CMS ACHIEVES LOWEST IMPROPER PAYMENT RATE IN 10 YEARS

18 Dec CMS ACHIEVES LOWEST IMPROPER PAYMENT RATE IN 10 YEARS

Medicare and Medicaid accounted for $40 billion dollars in improper payments last year and the Medicaid program has been on the GAO’s High Risk List since 2003 due to inadequate fiscal oversight. However, last month CMS announced that the agency achieved the lowest improper payment reduction rate for the programs in 8 years. This makes 2018 the second consecutive year that the rate has been below the 10% threshold following the compliance efforts established in the Improper Payments Elimination and Recovery Act of 2010.

Leading up to this point, CMS has made a concentrated effort to reduce improper payments by focusing on claims identification, reporting, and technology solutions that address payment error vulnerabilities.

CMS Administrator Seema Verma stated, Our accomplishments over the past year were the result of a focused effort to target root causes of improper payments. CMS also implemented a targeted review strategy that focused on provider education, assistance and burden reduction. The agency’s actions emphasized prevention-oriented activities.”

Defining and understanding this wasteful spending is a focal point for effective oversight according to the administrator. She acknowledges that not all improper payments are fraud but that these payments fail to “meet statutory, regulatory, administrative or other legally applicable requirements.”

CMS determined that the decreased rate was a result of their targeted review strategy that concentrates on provider education, assistance, burden reduction, and prevention activities that simplify and clarify policy. In addition, the agency also promotes the implementation of innovative solutions from the private sector that will combat improper payments and assist Medicaid and Medicare providers.

Despite the success, the agency is looking to reduce the rate even further. Verma says, “While we have made progress on reducing the improper payments rate, we are not satisfied and more work needs to be done to achieve increased and consistent reductions in the future by implementing already existing initiatives as well as innovative processes.”

WHAT CAUSES IMPROPER PAYMENTS?

The vast majority of improper payments occur in government-funded health care systems due to antiquated data systems and methodologies. Specifically, the data used by the federal government to detect overpayments and fraud is unreliable.

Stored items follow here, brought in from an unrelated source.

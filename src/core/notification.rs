//! Toast notifications
//!
//! A notification moves through `absent -> visible -> dismissed -> removed`.
//! [`NotificationCenter`] owns the state machine and the lazily created
//! container; everything visual goes through a [`ToastRenderer`] so the
//! lifecycle can be driven and tested without a terminal.
//!
//! Time is passed in explicitly (`notify_at`, `expire`) so auto-dismissal is
//! deterministic; the `notify` convenience uses `Instant::now()`.

use std::fmt;
use std::time::{Duration, Instant};

/// Default delay before a visible notification dismisses itself
pub const DEFAULT_AUTO_DISMISS: Duration = Duration::from_secs(5);

/// Stacking order of the container; above everything else on the page
pub const CONTAINER_Z_INDEX: u32 = 9999;

pub type NotificationId = u64;

#[derive(Debug, Clone, Copy, PartialEq, Eq, Default)]
pub enum Severity {
    #[default]
    Info,
    Success,
    Warning,
    Danger,
}

impl Severity {
    pub fn emoji(&self) -> &'static str {
        match self {
            Severity::Info => "ℹ️",
            Severity::Success => "✅",
            Severity::Warning => "⚠️",
            Severity::Danger => "❌",
        }
    }

    pub fn label(&self) -> &'static str {
        match self {
            Severity::Info => "info",
            Severity::Success => "success",
            Severity::Warning => "warning",
            Severity::Danger => "danger",
        }
    }
}

impl fmt::Display for Severity {
    fn fmt(&self, f: &mut fmt::Formatter<'_>) -> fmt::Result {
        write!(f, "{}", self.label())
    }
}

#[derive(Debug, Clone, Copy, PartialEq, Eq)]
pub enum NotificationState {
    Visible,
    Dismissed,
}

#[derive(Debug, Clone, Copy, PartialEq, Eq)]
pub enum DismissReason {
    Timeout,
    User,
}

#[derive(Debug, Clone, Copy, PartialEq, Eq)]
pub enum ContainerPosition {
    TopRight,
}

/// Singleton region holding every live notification
#[derive(Debug, Clone, PartialEq, Eq)]
pub struct ToastContainer {
    pub position: ContainerPosition,
    pub z_index: u32,
}

impl Default for ToastContainer {
    fn default() -> Self {
        Self {
            position: ContainerPosition::TopRight,
            z_index: CONTAINER_Z_INDEX,
        }
    }
}

#[derive(Debug, Clone)]
pub struct Notification {
    pub id: NotificationId,
    pub message: String,
    pub severity: Severity,
    pub state: NotificationState,
    pub created_at: Instant,
    pub dismiss_at: Option<Instant>,
}

/// Rendering boundary for notifications
pub trait ToastRenderer {
    /// Called once, the first time a notification needs a container
    fn container_created(&mut self, _container: &ToastContainer) {}

    /// A notification became visible
    fn attach(&mut self, notification: &Notification);

    /// A visible notification started dismissing
    fn dismissed(&mut self, _notification: &Notification, _reason: DismissReason) {}

    /// The element is gone; the id will not be seen again
    fn detach(&mut self, _id: NotificationId) {}
}

pub struct NotificationCenter<R: ToastRenderer> {
    renderer: R,
    container: Option<ToastContainer>,
    notifications: Vec<Notification>,
    next_id: NotificationId,
    auto_dismiss: Option<Duration>,
}

impl<R: ToastRenderer> NotificationCenter<R> {
    pub fn new(renderer: R) -> Self {
        Self {
            renderer,
            container: None,
            notifications: Vec::new(),
            next_id: 1,
            auto_dismiss: Some(DEFAULT_AUTO_DISMISS),
        }
    }

    /// `None` keeps notifications until they are dismissed by hand
    pub fn with_auto_dismiss(mut self, delay: Option<Duration>) -> Self {
        self.auto_dismiss = delay;
        self
    }

    pub fn notify(&mut self, message: impl Into<String>, severity: Severity) -> NotificationId {
        self.notify_at(message, severity, Instant::now())
    }

    pub fn notify_at(
        &mut self,
        message: impl Into<String>,
        severity: Severity,
        now: Instant,
    ) -> NotificationId {
        if self.container.is_none() {
            let container = ToastContainer::default();
            self.renderer.container_created(&container);
            self.container = Some(container);
        }

        let id = self.next_id;
        self.next_id += 1;

        let notification = Notification {
            id,
            message: message.into(),
            severity,
            state: NotificationState::Visible,
            created_at: now,
            dismiss_at: self.auto_dismiss.map(|delay| now + delay),
        };

        self.renderer.attach(&notification);
        self.notifications.push(notification);
        id
    }

    /// Explicit user dismissal. Returns `false` unless `id` was visible.
    pub fn dismiss(&mut self, id: NotificationId) -> bool {
        self.transition_to_dismissed(id, DismissReason::User)
    }

    /// Dismiss every visible notification whose deadline is at or before `now`
    pub fn expire(&mut self, now: Instant) -> Vec<NotificationId> {
        let due: Vec<NotificationId> = self
            .notifications
            .iter()
            .filter(|n| n.state == NotificationState::Visible)
            .filter(|n| n.dismiss_at.is_some_and(|at| at <= now))
            .map(|n| n.id)
            .collect();

        for id in &due {
            self.transition_to_dismissed(*id, DismissReason::Timeout);
        }
        due
    }

    /// Dismissal finished: detach the element. Returns `false` unless `id`
    /// was dismissed.
    pub fn complete_dismissal(&mut self, id: NotificationId) -> bool {
        let Some(index) = self
            .notifications
            .iter()
            .position(|n| n.id == id && n.state == NotificationState::Dismissed)
        else {
            return false;
        };

        self.notifications.remove(index);
        self.renderer.detach(id);
        true
    }

    /// Dismiss and remove everything still held
    pub fn clear(&mut self) {
        let ids: Vec<NotificationId> = self.notifications.iter().map(|n| n.id).collect();
        for id in ids {
            self.transition_to_dismissed(id, DismissReason::User);
            self.complete_dismissal(id);
        }
    }

    /// `None` once a notification has been removed (or never existed)
    pub fn state(&self, id: NotificationId) -> Option<NotificationState> {
        self.notifications
            .iter()
            .find(|n| n.id == id)
            .map(|n| n.state)
    }

    /// Visible notifications in creation order
    pub fn visible(&self) -> impl Iterator<Item = &Notification> {
        self.notifications
            .iter()
            .filter(|n| n.state == NotificationState::Visible)
    }

    pub fn container(&self) -> Option<&ToastContainer> {
        self.container.as_ref()
    }

    pub fn renderer(&self) -> &R {
        &self.renderer
    }

    pub fn renderer_mut(&mut self) -> &mut R {
        &mut self.renderer
    }

    fn transition_to_dismissed(&mut self, id: NotificationId, reason: DismissReason) -> bool {
        let Some(notification) = self
            .notifications
            .iter_mut()
            .find(|n| n.id == id && n.state == NotificationState::Visible)
        else {
            return false;
        };

        notification.state = NotificationState::Dismissed;
        self.renderer.dismissed(notification, reason);
        true
    }
}

#[cfg(test)]
mod tests {
    use super::*;

    #[derive(Default)]
    struct RecordingRenderer {
        containers: usize,
        attached: Vec<(NotificationId, String, Severity)>,
        dismissed: Vec<(NotificationId, DismissReason)>,
        detached: Vec<NotificationId>,
    }

    impl ToastRenderer for RecordingRenderer {
        fn container_created(&mut self, container: &ToastContainer) {
            assert_eq!(container.z_index, CONTAINER_Z_INDEX);
            self.containers += 1;
        }

        fn attach(&mut self, notification: &Notification) {
            self.attached.push((
                notification.id,
                notification.message.clone(),
                notification.severity,
            ));
        }

        fn dismissed(&mut self, notification: &Notification, reason: DismissReason) {
            self.dismissed.push((notification.id, reason));
        }

        fn detach(&mut self, id: NotificationId) {
            self.detached.push(id);
        }
    }

    #[test]
    fn test_container_created_lazily_once() {
        let mut center = NotificationCenter::new(RecordingRenderer::default());
        assert!(center.container().is_none());

        center.notify("one", Severity::Info);
        center.notify("two", Severity::Success);

        assert_eq!(center.renderer().containers, 1);
        assert_eq!(
            center.container().map(|c| c.position),
            Some(ContainerPosition::TopRight)
        );
    }

    #[test]
    fn test_three_notifications_visible_in_creation_order() {
        let mut center = NotificationCenter::new(RecordingRenderer::default());
        let a = center.notify("first", Severity::Info);
        let b = center.notify("second", Severity::Warning);
        let c = center.notify("third", Severity::Danger);

        let visible: Vec<&str> = center.visible().map(|n| n.message.as_str()).collect();
        assert_eq!(visible, vec!["first", "second", "third"]);
        assert!(a < b && b < c);
    }

    #[test]
    fn test_dismissing_one_leaves_others_untouched() {
        let mut center = NotificationCenter::new(RecordingRenderer::default());
        let a = center.notify("first", Severity::Info);
        let b = center.notify("second", Severity::Info);
        let c = center.notify("third", Severity::Info);

        assert!(center.dismiss(b));
        assert_eq!(center.state(b), Some(NotificationState::Dismissed));
        assert!(center.complete_dismissal(b));
        assert_eq!(center.state(b), None);

        let visible: Vec<NotificationId> = center.visible().map(|n| n.id).collect();
        assert_eq!(visible, vec![a, c]);
        assert_eq!(center.renderer().detached, vec![b]);
    }

    #[test]
    fn test_invalid_transitions_are_noops() {
        let mut center = NotificationCenter::new(RecordingRenderer::default());
        let id = center.notify("only", Severity::Info);

        // Cannot remove before dismissing
        assert!(!center.complete_dismissal(id));
        assert!(center.dismiss(id));
        // Already dismissed
        assert!(!center.dismiss(id));
        assert!(center.complete_dismissal(id));
        assert!(!center.complete_dismissal(id));
        // Unknown id
        assert!(!center.dismiss(42));
    }

    #[test]
    fn test_expire_dismisses_only_due_notifications() {
        let start = Instant::now();
        let mut center = NotificationCenter::new(RecordingRenderer::default())
            .with_auto_dismiss(Some(Duration::from_secs(5)));

        let early = center.notify_at("early", Severity::Info, start);
        let late = center.notify_at("late", Severity::Info, start + Duration::from_secs(3));

        assert!(center.expire(start + Duration::from_secs(4)).is_empty());

        let expired = center.expire(start + Duration::from_secs(5));
        assert_eq!(expired, vec![early]);
        assert_eq!(center.state(late), Some(NotificationState::Visible));
        assert_eq!(
            center.renderer().dismissed,
            vec![(early, DismissReason::Timeout)]
        );
    }

    #[test]
    fn test_no_auto_dismiss_keeps_notifications() {
        let start = Instant::now();
        let mut center =
            NotificationCenter::new(RecordingRenderer::default()).with_auto_dismiss(None);
        center.notify_at("sticky", Severity::Warning, start);

        assert!(center.expire(start + Duration::from_secs(3600)).is_empty());
        assert_eq!(center.visible().count(), 1);
    }

    #[test]
    fn test_clear_removes_everything() {
        let mut center = NotificationCenter::new(RecordingRenderer::default());
        let a = center.notify("a", Severity::Info);
        let b = center.notify("b", Severity::Info);
        center.dismiss(a);

        center.clear();

        assert_eq!(center.visible().count(), 0);
        assert_eq!(center.state(a), None);
        assert_eq!(center.state(b), None);
        assert_eq!(center.renderer().detached, vec![a, b]);
    }
}
use crate::cli::main_types::{ConfigCommands, FormatCommands, ThemeCommands, ValidateCommands};
use crate::core::clipboard::copy_to_clipboard;
use crate::core::notification::{NotificationCenter, Severity};
use crate::core::services::{DataService, DataStatus, ExportService, UploadService};
use crate::core::view_state::{DATA_PAGES, ViewState};
use crate::display::{StatsDisplay, TerminalToastRenderer, with_loading};
use crate::error::{AppError, UtilsError};
use crate::storage::config::Config;
use crate::utils::formatting::{format_date, format_number, format_percentage};
use crate::utils::logging::print_verbose;
use crate::utils::validation::{cpf_check_digits, is_valid_cpf, is_valid_email};
use std::path::{Path, PathBuf};

pub type Toasts = NotificationCenter<TerminalToastRenderer>;

/// Mutable per-run state the handlers share
pub struct Session {
    pub state: ViewState,
    pub toasts: Toasts,
}

impl Session {
    pub fn new(state: ViewState, renderer: TerminalToastRenderer) -> Self {
        Self {
            state,
            toasts: NotificationCenter::new(renderer),
        }
    }
}

#[derive(Default)]
pub struct DataHandler;

impl DataHandler {
    pub fn new() -> Self {
        Self
    }

    /// Probe the server and print either the statistics or the no-data notice
    pub async fn handle_status(
        &self,
        data: &DataService,
        state: &mut ViewState,
        verbose: bool,
    ) -> Result<DataStatus, AppError> {
        print_verbose(verbose, "Checking data status");

        let status = with_loading(
            "Checking data status...",
            !verbose,
            data.check_data_status(state),
        )
        .await;

        self.print_status(&status, state, verbose);
        Ok(status)
    }

    pub fn print_status(&self, status: &DataStatus, state: &ViewState, verbose: bool) {
        match status {
            DataStatus::Loaded(stats) => {
                println!("✅ Data loaded");
                let display = StatsDisplay::new().with_colors(atty::is(atty::Stream::Stdout));
                println!("{}", display.render_stats(stats));
            }
            DataStatus::NoData(reason) => {
                println!("⚠️  No data loaded: {}", reason);
                println!("   Upload a workbook with `dashboard-utils upload <FILE>`");
            }
            DataStatus::Unreachable(reason) => {
                println!("⚠️  No data available (server unreachable)");
                print_verbose(verbose, reason);
            }
        }

        if verbose {
            if let Some(user) = state.current_user() {
                print_verbose(verbose, &format!("Profile: {}", user));
            }
            let enabled: Vec<&str> = DATA_PAGES
                .iter()
                .copied()
                .filter(|page| state.is_nav_enabled(page))
                .collect();
            print_verbose(verbose, &format!("Enabled pages: / {}", enabled.join(" ")));
        }
    }

    /// Upload, then wait out the refresh delay and re-run the status check
    pub async fn handle_upload(
        &self,
        file: Option<&Path>,
        upload: &UploadService,
        data: &DataService,
        state: &mut ViewState,
        toasts: &mut Toasts,
        verbose: bool,
    ) -> Result<(), AppError> {
        print_verbose(verbose, "Attempting upload command");

        let outcome = upload
            .upload(file, toasts)
            .await
            .map_err(|e| AppError::from(e).notified())?;

        print_verbose(
            verbose,
            &format!(
                "Uploaded {}; refreshing in {} ms",
                outcome.file_name,
                outcome.refresh_after.as_millis()
            ),
        );

        let status = upload.refresh_after_upload(&outcome, data, state).await;
        self.print_status(&status, state, verbose);
        Ok(())
    }
}

#[derive(Default)]
pub struct ExportHandler;

impl ExportHandler {
    pub fn new() -> Self {
        Self
    }

    pub async fn handle_template(
        &self,
        export: &ExportService,
        toasts: &mut Toasts,
        verbose: bool,
    ) -> Result<PathBuf, AppError> {
        print_verbose(
            verbose,
            &format!("Writing template to {}", export.download_dir().display()),
        );
        let path = export
            .download_template(toasts)
            .await
            .map_err(|e| AppError::from(e).notified())?;
        println!("Saved to {}", path.display());
        Ok(path)
    }

    pub async fn handle_download(
        &self,
        export: &ExportService,
        url: &str,
        filename: &str,
        verbose: bool,
    ) -> Result<PathBuf, AppError> {
        print_verbose(verbose, &format!("Downloading {} as {}", url, filename));
        let path = with_loading(
            "Downloading...",
            !verbose,
            export.download_file(url, filename),
        )
        .await?;
        println!("✅ Saved to {}", path.display());
        Ok(path)
    }
}

#[derive(Default)]
pub struct HelperHandler;

impl HelperHandler {
    pub fn new() -> Self {
        Self
    }

    pub fn handle_validate(&self, command: ValidateCommands) -> Result<(), AppError> {
        match command {
            ValidateCommands::Cpf { value } => {
                if is_valid_cpf(&value) {
                    println!("✅ Valid CPF: {}", value);
                    Ok(())
                } else {
                    let digits: String = value.chars().filter(char::is_ascii_digit).collect();
                    let expected = digits
                        .get(..9)
                        .filter(|_| digits.len() == 11)
                        .and_then(cpf_check_digits);
                    let message = match expected {
                        Some((d1, d2)) => format!(
                            "Invalid CPF: {} (check digits should be {}{})",
                            value, d1, d2
                        ),
                        None => format!("Invalid CPF: {}", value),
                    };
                    Err(UtilsError::Validation { message }.into())
                }
            }
            ValidateCommands::Email { value } => {
                if is_valid_email(&value) {
                    println!("✅ Valid email: {}", value);
                    Ok(())
                } else {
                    Err(UtilsError::Validation {
                        message: format!("Invalid email: {}", value),
                    }
                    .into())
                }
            }
        }
    }

    pub fn handle_format(&self, command: FormatCommands) -> Result<(), AppError> {
        let output = match command {
            FormatCommands::Number { value, locale } => format_number(value, locale),
            FormatCommands::Percentage {
                value,
                total,
                decimals,
            } => format_percentage(value, total, decimals),
            FormatCommands::Date { value, format } => format_date(&value, format)?,
        };
        println!("{}", output);
        Ok(())
    }

    pub fn handle_copy(&self, text: &str, toasts: &mut Toasts) -> Result<(), AppError> {
        match copy_to_clipboard(text) {
            Ok(backend) => {
                log::debug!("Copied with {}", backend);
                toasts.notify("Text copied to clipboard!", Severity::Success);
                Ok(())
            }
            Err(e) => {
                toasts.notify("Failed to copy text", Severity::Danger);
                Err(AppError::from(e).notified())
            }
        }
    }
}

#[derive(Default)]
pub struct ConfigHandler;

impl ConfigHandler {
    pub fn new() -> Self {
        Self
    }

    pub fn handle(
        &self,
        command: ConfigCommands,
        config: &mut Config,
        config_path: Option<PathBuf>,
        profile_name: &str,
        session: &mut Session,
        verbose: bool,
    ) -> Result<(), AppError> {
        match command {
            ConfigCommands::Show => {
                print_verbose(verbose, "Attempting config show command");

                println!("Current Configuration:");
                println!("=====================");
                println!(
                    "Default Profile: {}",
                    config.default_profile.as_deref().unwrap_or("(not set)")
                );
                println!("Theme: {}", config.theme);

                println!("\nProfiles:");
                if config.profiles.is_empty() {
                    println!("  No profiles configured");
                } else {
                    let mut names: Vec<&String> = config.profiles.keys().collect();
                    names.sort();
                    for name in names {
                        let profile = &config.profiles[name];
                        println!("  [{}]", name);
                        println!("    Server URL: {}", profile.server_url);
                        if let Some(timeout) = profile.timeout_seconds {
                            println!("    Timeout: {} seconds", timeout);
                        }
                        println!(
                            "    Download dir: {}",
                            profile.resolved_download_dir().display()
                        );
                    }
                }
                Ok(())
            }
            ConfigCommands::Set { key, value } => {
                print_verbose(
                    verbose,
                    &format!("Attempting config set - key: {}, value: {}", key, value),
                );
                config.set_value(profile_name, &key, &value)?;
                config.save(config_path)?;
                println!("✅ Set {} = {} (profile: {})", key, value, profile_name);
                Ok(())
            }
            ConfigCommands::Theme {
                command: ThemeCommands::Toggle,
            } => {
                let theme = session.state.toggle_theme();
                config.theme = theme;
                config.save(config_path)?;
                session.toasts.notify(format!("Theme changed to {}", theme), Severity::Info);
                Ok(())
            }
        }
    }
}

In 2012, HHS Regional Inspector General Ann Maxwell stated, “… much of the data used to identify improper payments and fraud is not current, available, complete, [or] accurate.”

Within Medicaid, the coordination of benefits and determining who is responsible for a claim is complex. It requires timely data and the use of multiple data sources. Additionally, eligibility data is uncoordinated between federal and state systems and it is often not accurate.

PREVENTING IMPROPER PAYMENTS

On a legislative level, Congress made efforts to address improper payments with the introduction of the Improper Payments Elimination and Recovery Improvement Act of 2012 and the Fraud Reduction and Data Analytics Act of 2015. However, without reliable, complete, and accurate data, Medicaid will continue to make payments in error.

Additional efforts to combat Medicaid’s improper payments are emerging from the private sector.  Syrtis Solutions (Syrtis) has introduced a technology-based solution to aid the program in identifying third party liability (TPL) before medical and pharmacy claims are paid improperly. We discovered that Medicaid’s traditional TPL discovery processes’ are primarily retrospective and fail to capture 13.4% of individuals who have unreported primary commercial coverage. As a result, Medicaid loses billions in improper claims payments; consequently, inefficient post-payment recovery processes are used to recoup the improper payments. To make matters worse, these post-payment recovery efforts only recover less than $0.20 on the dollar.

CMS’s announcement in November was a significant achievement in light of the high rate of improper payments within government-funded programs. For the first time in history, improper payment reduction rates were reported for Medicare, Medicaid, and the Children’s Health Insurance Program. While Congress and federal agencies are working to keep the momentum by implementing legislation and prevention activities, the private sector is also developing innovative solutions to reduce waste and help these programs operate more effectively.